• EXERCISE AIM:
Each line below from the one containing "self.attributes.keys().map(String::as_str)" through the one containing "type IntoIter = map::Iter<'a, String, Vec<V>>;" is to be given again exactly, and no line outside that span.

• Saved data entries:
# # # # # # #

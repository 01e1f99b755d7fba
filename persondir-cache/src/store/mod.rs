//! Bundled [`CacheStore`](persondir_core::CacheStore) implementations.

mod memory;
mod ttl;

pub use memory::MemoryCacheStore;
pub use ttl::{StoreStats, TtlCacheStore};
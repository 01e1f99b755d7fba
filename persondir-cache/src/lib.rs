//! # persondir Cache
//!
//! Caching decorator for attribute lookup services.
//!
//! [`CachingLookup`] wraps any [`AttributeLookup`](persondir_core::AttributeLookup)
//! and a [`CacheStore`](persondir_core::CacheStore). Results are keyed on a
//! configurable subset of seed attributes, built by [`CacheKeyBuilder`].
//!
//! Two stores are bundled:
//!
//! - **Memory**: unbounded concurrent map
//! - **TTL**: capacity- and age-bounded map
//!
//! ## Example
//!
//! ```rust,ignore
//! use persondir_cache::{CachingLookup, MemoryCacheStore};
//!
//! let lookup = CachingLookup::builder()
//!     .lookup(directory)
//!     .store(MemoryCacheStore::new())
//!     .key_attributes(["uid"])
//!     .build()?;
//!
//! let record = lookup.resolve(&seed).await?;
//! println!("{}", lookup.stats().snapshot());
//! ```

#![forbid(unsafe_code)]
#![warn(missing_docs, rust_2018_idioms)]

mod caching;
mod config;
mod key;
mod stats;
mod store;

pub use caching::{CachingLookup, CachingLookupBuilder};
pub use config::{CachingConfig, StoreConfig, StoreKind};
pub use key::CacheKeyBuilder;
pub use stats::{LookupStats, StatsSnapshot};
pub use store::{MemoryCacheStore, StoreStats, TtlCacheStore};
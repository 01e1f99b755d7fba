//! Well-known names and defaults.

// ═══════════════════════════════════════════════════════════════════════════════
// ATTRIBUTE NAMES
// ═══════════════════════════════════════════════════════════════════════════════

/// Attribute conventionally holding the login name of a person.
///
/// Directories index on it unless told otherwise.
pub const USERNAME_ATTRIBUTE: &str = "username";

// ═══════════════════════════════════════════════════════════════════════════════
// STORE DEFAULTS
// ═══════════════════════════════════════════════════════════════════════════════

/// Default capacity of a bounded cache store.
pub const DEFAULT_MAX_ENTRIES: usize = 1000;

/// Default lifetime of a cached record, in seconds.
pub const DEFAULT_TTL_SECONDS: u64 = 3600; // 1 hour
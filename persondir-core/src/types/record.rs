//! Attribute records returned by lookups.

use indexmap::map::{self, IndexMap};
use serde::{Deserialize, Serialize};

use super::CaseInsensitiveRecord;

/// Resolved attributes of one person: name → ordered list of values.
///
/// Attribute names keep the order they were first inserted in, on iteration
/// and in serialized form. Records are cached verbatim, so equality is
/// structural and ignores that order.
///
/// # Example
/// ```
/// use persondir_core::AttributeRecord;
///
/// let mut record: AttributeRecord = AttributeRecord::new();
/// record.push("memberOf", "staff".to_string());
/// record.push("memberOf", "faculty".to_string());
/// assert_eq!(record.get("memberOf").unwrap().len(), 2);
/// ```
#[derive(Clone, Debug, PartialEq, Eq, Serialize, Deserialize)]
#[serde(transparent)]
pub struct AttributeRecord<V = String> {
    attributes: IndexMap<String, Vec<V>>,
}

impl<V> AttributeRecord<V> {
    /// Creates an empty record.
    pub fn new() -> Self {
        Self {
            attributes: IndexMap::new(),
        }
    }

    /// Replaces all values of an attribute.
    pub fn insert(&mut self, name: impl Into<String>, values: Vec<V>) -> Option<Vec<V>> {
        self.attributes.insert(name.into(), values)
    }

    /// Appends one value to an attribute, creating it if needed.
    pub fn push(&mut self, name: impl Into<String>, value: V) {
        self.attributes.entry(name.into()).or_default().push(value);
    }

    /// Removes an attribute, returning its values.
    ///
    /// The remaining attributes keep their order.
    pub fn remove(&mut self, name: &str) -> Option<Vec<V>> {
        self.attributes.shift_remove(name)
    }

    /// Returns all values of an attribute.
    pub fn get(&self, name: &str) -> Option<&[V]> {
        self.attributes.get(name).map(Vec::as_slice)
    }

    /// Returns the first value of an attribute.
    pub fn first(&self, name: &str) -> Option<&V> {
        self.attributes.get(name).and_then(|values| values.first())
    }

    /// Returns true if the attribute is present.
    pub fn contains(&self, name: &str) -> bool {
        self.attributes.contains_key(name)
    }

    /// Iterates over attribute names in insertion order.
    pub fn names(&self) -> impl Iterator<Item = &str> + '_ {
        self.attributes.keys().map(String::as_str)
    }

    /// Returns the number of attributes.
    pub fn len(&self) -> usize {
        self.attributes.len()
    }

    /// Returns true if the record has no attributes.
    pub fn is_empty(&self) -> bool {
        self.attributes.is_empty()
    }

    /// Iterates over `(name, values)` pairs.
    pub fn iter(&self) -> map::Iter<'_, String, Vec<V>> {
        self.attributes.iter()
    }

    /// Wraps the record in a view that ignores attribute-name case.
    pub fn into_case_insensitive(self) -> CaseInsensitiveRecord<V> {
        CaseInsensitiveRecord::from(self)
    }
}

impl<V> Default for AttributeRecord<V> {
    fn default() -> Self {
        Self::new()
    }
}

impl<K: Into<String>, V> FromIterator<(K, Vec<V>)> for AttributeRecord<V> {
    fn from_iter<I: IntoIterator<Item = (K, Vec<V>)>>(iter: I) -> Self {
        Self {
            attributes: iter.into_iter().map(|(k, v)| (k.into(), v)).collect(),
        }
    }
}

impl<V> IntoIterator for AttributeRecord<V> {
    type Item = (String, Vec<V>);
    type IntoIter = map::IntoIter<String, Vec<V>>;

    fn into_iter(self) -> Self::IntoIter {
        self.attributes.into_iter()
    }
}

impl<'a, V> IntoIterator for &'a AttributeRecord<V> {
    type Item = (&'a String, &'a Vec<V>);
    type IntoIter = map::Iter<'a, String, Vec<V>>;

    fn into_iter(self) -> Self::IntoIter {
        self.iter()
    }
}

# # # # # # #

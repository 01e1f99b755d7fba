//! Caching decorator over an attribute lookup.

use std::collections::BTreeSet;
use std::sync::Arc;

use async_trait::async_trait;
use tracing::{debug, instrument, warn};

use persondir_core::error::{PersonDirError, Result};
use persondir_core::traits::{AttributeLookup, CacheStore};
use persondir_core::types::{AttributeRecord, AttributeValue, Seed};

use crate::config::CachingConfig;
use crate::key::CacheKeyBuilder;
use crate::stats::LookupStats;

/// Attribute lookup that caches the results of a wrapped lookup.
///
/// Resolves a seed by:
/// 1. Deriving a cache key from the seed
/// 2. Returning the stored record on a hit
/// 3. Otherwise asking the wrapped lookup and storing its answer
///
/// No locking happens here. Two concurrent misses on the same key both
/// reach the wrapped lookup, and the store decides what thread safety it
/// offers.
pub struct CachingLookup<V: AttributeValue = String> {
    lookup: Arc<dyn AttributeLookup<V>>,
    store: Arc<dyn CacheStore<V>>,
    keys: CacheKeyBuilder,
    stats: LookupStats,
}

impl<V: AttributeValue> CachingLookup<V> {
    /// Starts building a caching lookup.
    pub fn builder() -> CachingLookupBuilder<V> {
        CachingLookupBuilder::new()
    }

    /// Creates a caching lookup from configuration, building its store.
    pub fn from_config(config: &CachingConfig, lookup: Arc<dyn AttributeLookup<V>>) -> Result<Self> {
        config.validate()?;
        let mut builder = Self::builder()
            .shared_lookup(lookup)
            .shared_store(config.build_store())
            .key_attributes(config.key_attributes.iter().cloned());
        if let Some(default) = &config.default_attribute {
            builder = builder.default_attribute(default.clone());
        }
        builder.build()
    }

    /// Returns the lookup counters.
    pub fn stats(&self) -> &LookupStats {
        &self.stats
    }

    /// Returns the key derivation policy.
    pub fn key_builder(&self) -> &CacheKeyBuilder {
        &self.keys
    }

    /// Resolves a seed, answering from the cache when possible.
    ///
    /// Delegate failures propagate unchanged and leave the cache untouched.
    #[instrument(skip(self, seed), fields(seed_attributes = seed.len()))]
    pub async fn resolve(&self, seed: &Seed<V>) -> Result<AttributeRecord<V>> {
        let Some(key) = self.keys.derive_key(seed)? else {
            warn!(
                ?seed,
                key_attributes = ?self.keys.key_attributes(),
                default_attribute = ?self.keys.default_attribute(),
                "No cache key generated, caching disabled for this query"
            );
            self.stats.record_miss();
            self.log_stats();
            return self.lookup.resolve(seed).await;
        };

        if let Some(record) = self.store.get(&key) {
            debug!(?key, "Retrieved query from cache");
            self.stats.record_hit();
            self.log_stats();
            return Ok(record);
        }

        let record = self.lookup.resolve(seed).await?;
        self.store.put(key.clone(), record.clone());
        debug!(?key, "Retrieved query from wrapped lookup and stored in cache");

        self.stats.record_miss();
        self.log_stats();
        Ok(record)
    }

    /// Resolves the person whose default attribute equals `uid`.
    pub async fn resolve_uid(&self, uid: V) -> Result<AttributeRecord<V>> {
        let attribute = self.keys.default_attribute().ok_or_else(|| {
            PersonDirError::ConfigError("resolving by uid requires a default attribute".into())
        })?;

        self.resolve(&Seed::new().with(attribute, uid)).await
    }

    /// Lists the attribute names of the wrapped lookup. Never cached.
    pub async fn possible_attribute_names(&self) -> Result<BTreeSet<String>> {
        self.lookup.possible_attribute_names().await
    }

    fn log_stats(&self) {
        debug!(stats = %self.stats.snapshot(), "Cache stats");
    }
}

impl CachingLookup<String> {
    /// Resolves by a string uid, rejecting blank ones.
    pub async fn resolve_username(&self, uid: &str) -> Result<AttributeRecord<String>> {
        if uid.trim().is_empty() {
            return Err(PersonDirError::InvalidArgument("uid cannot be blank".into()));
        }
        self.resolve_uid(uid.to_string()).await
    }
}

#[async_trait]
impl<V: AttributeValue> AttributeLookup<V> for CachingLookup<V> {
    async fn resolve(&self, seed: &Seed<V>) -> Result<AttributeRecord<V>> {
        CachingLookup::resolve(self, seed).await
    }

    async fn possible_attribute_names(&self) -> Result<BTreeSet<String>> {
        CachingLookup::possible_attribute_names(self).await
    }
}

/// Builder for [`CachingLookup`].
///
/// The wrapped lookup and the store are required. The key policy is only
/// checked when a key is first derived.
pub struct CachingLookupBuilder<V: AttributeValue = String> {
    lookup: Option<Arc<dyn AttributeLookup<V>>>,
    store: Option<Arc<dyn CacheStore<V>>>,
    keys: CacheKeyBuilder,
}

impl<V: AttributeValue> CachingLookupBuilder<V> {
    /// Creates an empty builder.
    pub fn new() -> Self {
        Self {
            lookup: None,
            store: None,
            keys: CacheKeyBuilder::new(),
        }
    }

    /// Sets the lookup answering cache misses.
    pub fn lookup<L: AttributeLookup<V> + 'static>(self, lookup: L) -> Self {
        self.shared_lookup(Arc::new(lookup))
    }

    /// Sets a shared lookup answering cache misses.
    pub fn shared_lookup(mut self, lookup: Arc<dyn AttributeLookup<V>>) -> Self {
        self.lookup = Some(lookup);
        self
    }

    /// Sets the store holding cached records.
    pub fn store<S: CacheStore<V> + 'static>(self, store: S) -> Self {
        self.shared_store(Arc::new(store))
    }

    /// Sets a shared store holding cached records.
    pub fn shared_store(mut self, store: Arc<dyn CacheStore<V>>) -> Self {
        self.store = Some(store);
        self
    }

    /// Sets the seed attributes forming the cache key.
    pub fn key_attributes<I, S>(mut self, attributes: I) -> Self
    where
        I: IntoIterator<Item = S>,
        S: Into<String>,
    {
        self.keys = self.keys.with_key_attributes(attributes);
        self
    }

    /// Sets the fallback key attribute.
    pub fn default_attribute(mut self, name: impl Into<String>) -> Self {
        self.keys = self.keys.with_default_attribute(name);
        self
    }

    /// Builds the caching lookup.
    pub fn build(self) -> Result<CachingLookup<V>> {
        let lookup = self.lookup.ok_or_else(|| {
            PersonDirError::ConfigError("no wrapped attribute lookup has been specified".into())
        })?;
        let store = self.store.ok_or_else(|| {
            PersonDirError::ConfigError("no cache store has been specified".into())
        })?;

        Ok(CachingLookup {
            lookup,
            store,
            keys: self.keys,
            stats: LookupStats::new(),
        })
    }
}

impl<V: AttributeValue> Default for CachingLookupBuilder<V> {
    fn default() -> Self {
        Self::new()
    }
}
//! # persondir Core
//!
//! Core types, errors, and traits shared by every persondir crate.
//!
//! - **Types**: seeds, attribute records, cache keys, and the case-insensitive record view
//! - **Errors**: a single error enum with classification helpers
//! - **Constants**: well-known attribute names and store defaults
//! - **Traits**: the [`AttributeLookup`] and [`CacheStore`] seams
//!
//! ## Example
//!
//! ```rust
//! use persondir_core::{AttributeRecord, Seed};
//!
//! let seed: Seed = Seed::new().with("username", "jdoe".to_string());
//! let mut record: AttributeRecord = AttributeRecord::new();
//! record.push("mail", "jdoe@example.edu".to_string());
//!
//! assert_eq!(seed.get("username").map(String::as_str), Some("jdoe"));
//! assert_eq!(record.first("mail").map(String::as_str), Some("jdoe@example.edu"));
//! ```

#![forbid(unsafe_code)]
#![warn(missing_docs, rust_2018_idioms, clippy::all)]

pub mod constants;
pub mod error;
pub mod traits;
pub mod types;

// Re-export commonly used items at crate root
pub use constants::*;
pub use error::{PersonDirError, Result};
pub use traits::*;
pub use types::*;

# # # # # # #

• SOLVED EXERCISE:
        self.attributes.keys().map(String::as_str)
    }

    /// Returns the number of attributes.
    pub fn len(&self) -> usize {
        self.attributes.len()
    }

    /// Returns true if the record has no attributes.
    pub fn is_empty(&self) -> bool {
        self.attributes.is_empty()
    }

    /// Iterates over `(name, values)` pairs.
    pub fn iter(&self) -> map::Iter<'_, String, Vec<V>> {
        self.attributes.iter()
    }

    /// Wraps the record in a view that ignores attribute-name case.
    pub fn into_case_insensitive(self) -> CaseInsensitiveRecord<V> {
        CaseInsensitiveRecord::from(self)
    }
}

impl<V> Default for AttributeRecord<V> {
    fn default() -> Self {
        Self::new()
    }
}

impl<K: Into<String>, V> FromIterator<(K, Vec<V>)> for AttributeRecord<V> {
    fn from_iter<I: IntoIterator<Item = (K, Vec<V>)>>(iter: I) -> Self {
        Self {
            attributes: iter.into_iter().map(|(k, v)| (k.into(), v)).collect(),
        }
    }
}

impl<V> IntoIterator for AttributeRecord<V> {
    type Item = (String, Vec<V>);
    type IntoIter = map::IntoIter<String, Vec<V>>;

    fn into_iter(self) -> Self::IntoIter {
        self.attributes.into_iter()
    }
}

impl<'a, V> IntoIterator for &'a AttributeRecord<V> {
    type Item = (&'a String, &'a Vec<V>);
    type IntoIter = map::Iter<'a, String, Vec<V>>;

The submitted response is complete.